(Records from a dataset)
pub mod model;
pub mod service;
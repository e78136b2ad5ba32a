//! Retry policy for page fetches, expressed as a small state machine:
//! `Idle → Attempting → (Backoff → Attempting)* → Success | Exhausted`.

use std::future::Future;
use std::time::Duration;

use tracing::{debug, warn};

use crate::errors::FetchError;

#[derive(Debug, Clone, PartialEq, Eq)]
pub struct RetryPolicy {
    pub max_rate_limit_retries: u32,
    pub max_transient_retries: u32,
    /// First exponential step for rate limiting.
    pub base_delay: Duration,
    pub max_delay: Duration,
    /// Linear step for transient network failures.
    pub transient_step: Duration,
}

impl Default for RetryPolicy {
    fn default() -> Self {
        Self {
            max_rate_limit_retries: 5,
            max_transient_retries: 3,
            base_delay: Duration::from_millis(500),
            max_delay: Duration::from_secs(30),
            transient_step: Duration::from_secs(1),
        }
    }
}

impl RetryPolicy {
    /// Exponential backoff with equal jitter: half the step is fixed, half is random.
    /// `jitter` is clamped to `[0, 1]`; `floor` (a server `Retry-After`) wins when larger,
    /// but never beyond `max_delay`.
    pub fn rate_limit_delay(&self, retry: u32, jitter: f64, floor: Option<Duration>) -> Duration {
        let factor = 2u32.saturating_pow(retry.saturating_sub(1));
        let step = self.base_delay.saturating_mul(factor).min(self.max_delay);
        let half = step / 2;
        let delay = half + half.mul_f64(jitter.clamp(0.0, 1.0));

        match floor {
            Some(f) if f > delay => f.min(self.max_delay.max(delay)),
            _ => delay,
        }
    }

    pub fn transient_delay(&self, retry: u32) -> Duration {
        self.transient_step.saturating_mul(retry).min(self.max_delay)
    }
}

#[derive(Debug, Clone, PartialEq, Eq)]
pub enum RetryState {
    Idle,
    Attempting { attempt: u32 },
    Backoff { attempt: u32, delay: Duration },
    Success { attempts: u32 },
    Exhausted { attempts: u32, error: FetchError },
}

#[derive(Debug, Clone, PartialEq, Eq)]
pub enum RetryDecision {
    Retry(Duration),
    GiveUp(FetchError),
}

/// Tracks one operation's retries. Rate-limit and transient budgets are independent.
#[derive(Debug)]
pub struct RetryMachine<'a> {
    policy: &'a RetryPolicy,
    state: RetryState,
    attempts: u32,
    rate_limit_retries: u32,
    transient_retries: u32,
}

impl<'a> RetryMachine<'a> {
    pub fn new(policy: &'a RetryPolicy) -> Self {
        Self {
            policy,
            state: RetryState::Idle,
            attempts: 0,
            rate_limit_retries: 0,
            transient_retries: 0,
        }
    }

    pub fn state(&self) -> &RetryState {
        &self.state
    }

    pub fn start_attempt(&mut self) -> u32 {
        self.attempts += 1;
        self.state = RetryState::Attempting {
            attempt: self.attempts,
        };
        self.attempts
    }

    pub fn on_success(&mut self) {
        self.state = RetryState::Success {
            attempts: self.attempts,
        };
    }

    pub fn on_failure(&mut self, error: FetchError, jitter: f64) -> RetryDecision {
        let delay = match &error {
            FetchError::RateLimit { retry_after, .. }
                if self.rate_limit_retries < self.policy.max_rate_limit_retries =>
            {
                self.rate_limit_retries += 1;
                Some(
                    self.policy
                        .rate_limit_delay(self.rate_limit_retries, jitter, *retry_after),
                )
            }
            FetchError::TransientNetwork(_)
                if self.transient_retries < self.policy.max_transient_retries =>
            {
                self.transient_retries += 1;
                Some(self.policy.transient_delay(self.transient_retries))
            }
            _ => None,
        };

        match delay {
            Some(delay) => {
                self.state = RetryState::Backoff {
                    attempt: self.attempts,
                    delay,
                };
                RetryDecision::Retry(delay)
            }
            None => {
                self.state = RetryState::Exhausted {
                    attempts: self.attempts,
                    error: error.clone(),
                };
                RetryDecision::GiveUp(error)
            }
        }
    }
}

/// Runs `op` until it succeeds or the policy gives up.
pub async fn run_with_retry<T, F, Fut>(
    policy: &RetryPolicy,
    label: &str,
    mut op: F,
) -> Result<T, FetchError>
where
    F: FnMut() -> Fut,
    Fut: Future<Output = Result<T, FetchError>>,
{
    let mut machine = RetryMachine::new(policy);

    loop {
        let attempt = machine.start_attempt();
        match op().await {
            Ok(value) => {
                machine.on_success();
                if attempt > 1 {
                    debug!(%label, attempt, "Request succeeded after retry");
                }
                return Ok(value);
            }
            Err(e) => match machine.on_failure(e.clone(), rand::random::<f64>()) {
                RetryDecision::Retry(delay) => {
                    warn!(%label, attempt, kind = e.kind(), ?delay, error = %e, "Retrying request");
                    tokio::time::sleep(delay).await;
                }
                RetryDecision::GiveUp(err) => return Err(err),
            },
        }
    }
}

● The problem
Transcribe the records above exactly as they appear.

● Response below
pub mod model;
pub mod service;
repository e78136b2ad5ba32a
//! Retry policy for page fetches, expressed as a small state machine:
//! `Idle → Attempting → (Backoff → Attempting)* → Success | Exhausted`.

use std::future::Future;
use std::time::Duration;

use tracing::{debug, warn};

use crate::errors::FetchError;

#[derive(Debug, Clone, PartialEq, Eq)]
pub struct RetryPolicy {
    pub max_rate_limit_retries: u32,
    pub max_transient_retries: u32,
    /// First exponential step for rate limiting.
    pub base_delay: Duration,
    pub max_delay: Duration,
    /// Linear step for transient network failures.
    pub transient_step: Duration,
}

impl Default for RetryPolicy {
    fn default() -> Self {
        Self {
            max_rate_limit_retries: 5,
            max_transient_retries: 3,
            base_delay: Duration::from_millis(500),
            max_delay: Duration::from_secs(30),
            transient_step: Duration::from_secs(1),
        }
    }
}

impl RetryPolicy {
    /// Exponential backoff with equal jitter: half the step is fixed, half is random.
    /// `jitter` is clamped to `[0, 1]`; `floor` (a server `Retry-After`) wins when larger,
    /// but never beyond `max_delay`.
    pub fn rate_limit_delay(&self, retry: u32, jitter: f64, floor: Option<Duration>) -> Duration {
        let factor = 2u32.saturating_pow(retry.saturating_sub(1));
        let step = self.base_delay.saturating_mul(factor).min(self.max_delay);
        let half = step / 2;
        let delay = half + half.mul_f64(jitter.clamp(0.0, 1.0));

        match floor {
            Some(f) if f > delay => f.min(self.max_delay.max(delay)),
            _ => delay,
        }
    }

    pub fn transient_delay(&self, retry: u32) -> Duration {
        self.transient_step.saturating_mul(retry).min(self.max_delay)
    }
}

#[derive(Debug, Clone, PartialEq, Eq)]
pub enum RetryState {
    Idle,
    Attempting { attempt: u32 },
    Backoff { attempt: u32, delay: Duration },
    Success { attempts: u32 },
    Exhausted { attempts: u32, error: FetchError },
}

#[derive(Debug, Clone, PartialEq, Eq)]
pub enum RetryDecision {
    Retry(Duration),
    GiveUp(FetchError),
}

/// Tracks one operation's retries. Rate-limit and transient budgets are independent.
#[derive(Debug)]
pub struct RetryMachine<'a> {
    policy: &'a RetryPolicy,
    state: RetryState,
    attempts: u32,
    rate_limit_retries: u32,
    transient_retries: u32,
}

impl<'a> RetryMachine<'a> {
    pub fn new(policy: &'a RetryPolicy) -> Self {
        Self {
            policy,
            state: RetryState::Idle,
            attempts: 0,
            rate_limit_retries: 0,
            transient_retries: 0,
        }
    }

    pub fn state(&self) -> &RetryState {
        &self.state
    }

    pub fn start_attempt(&mut self) -> u32 {
        self.attempts += 1;
        self.state = RetryState::Attempting {
            attempt: self.attempts,
        };
        self.attempts
    }

    pub fn on_success(&mut self) {
        self.state = RetryState::Success {
            attempts: self.attempts,
        };
    }

    pub fn on_failure(&mut self, error: FetchError, jitter: f64) -> RetryDecision {
        let delay = match &error {
            FetchError::RateLimit { retry_after, .. }
                if self.rate_limit_retries < self.policy.max_rate_limit_retries =>
            {
                self.rate_limit_retries += 1;
                Some(
                    self.policy
                        .rate_limit_delay(self.rate_limit_retries, jitter, *retry_after),
                )
            }
            FetchError::TransientNetwork(_)
                if self.transient_retries < self.policy.max_transient_retries =>
            {
                self.transient_retries += 1;
                Some(self.policy.transient_delay(self.transient_retries))
            }
            _ => None,
        };

        match delay {
            Some(delay) => {
                self.state = RetryState::Backoff {
                    attempt: self.attempts,
                    delay,
                };
                RetryDecision::Retry(delay)
            }
            None => {
                self.state = RetryState::Exhausted {
                    attempts: self.attempts,
                    error: error.clone(),
                };
                RetryDecision::GiveUp(error)
            }
        }
    }
}

/// Runs `op` until it succeeds or the policy gives up.
pub async fn run_with_retry<T, F, Fut>(
    policy: &RetryPolicy,
    label: &str,
    mut op: F,
) -> Result<T, FetchError>
where
    F: FnMut() -> Fut,
    Fut: Future<Output = Result<T, FetchError>>,
{
    let mut machine = RetryMachine::new(policy);

    loop {
        let attempt = machine.start_attempt();
        match op().await {
            Ok(value) => {
                machine.on_success();
                if attempt > 1 {
                    debug!(%label, attempt, "Request succeeded after retry");
                }
                return Ok(value);
            }
            Err(e) => match machine.on_failure(e.clone(), rand::random::<f64>()) {
                RetryDecision::Retry(delay) => {
                    warn!(%label, attempt, kind = e.kind(), ?delay, error = %e, "Retrying request");
                    tokio::time::sleep(delay).await;
                }
                RetryDecision::GiveUp(err) => return Err(err),
            },
        }
    }
}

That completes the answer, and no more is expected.